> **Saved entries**
[Start of Attachment]

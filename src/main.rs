use std::error::Error;
use std::io::{self, BufWriter};

use clap::Parser;
use mandelbrot_explorer::{
    Args, GlyphTable, MandelbrotConfig, MandelbrotEscapeBands, PpmPresenter, RenderController,
    TextPresenter, UiKind, init_logging,
};

fn main() -> Result<(), Box<dyn Error>> {
    let args = Args::parse();
    init_logging(args.verbose);

    let config = args.config()?;
    let stdout = io::stdout();
    let mut out = BufWriter::new(stdout.lock());

    match args.ui {
        UiKind::Text { flat } => {
            let table = if flat { GlyphTable::flat() } else { GlyphTable::default() };
            RenderController::new(TextPresenter::new(table)).render(&config, &mut out)?;
        }
        UiKind::Ppm => {
            let presenter = PpmPresenter::new(MandelbrotEscapeBands);
            RenderController::new(presenter).render(&config, &mut out)?;
        }
        UiKind::Gui => run_gui(config)?,
    }

    Ok(())
}

#[cfg(feature = "gui")]
fn run_gui(config: MandelbrotConfig) -> Result<(), Box<dyn Error>> {
    mandelbrot_explorer::RunGuiCommand::new(config).execute()
}

#[cfg(not(feature = "gui"))]
fn run_gui(_config: MandelbrotConfig) -> Result<(), Box<dyn Error>> {
    Err("--ui gui requires the `gui` feature".into())
}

[End of Attachment]

> **Try it**
Work out how many lines in the records include "Result". Only the number should be given.

> **Response below**
3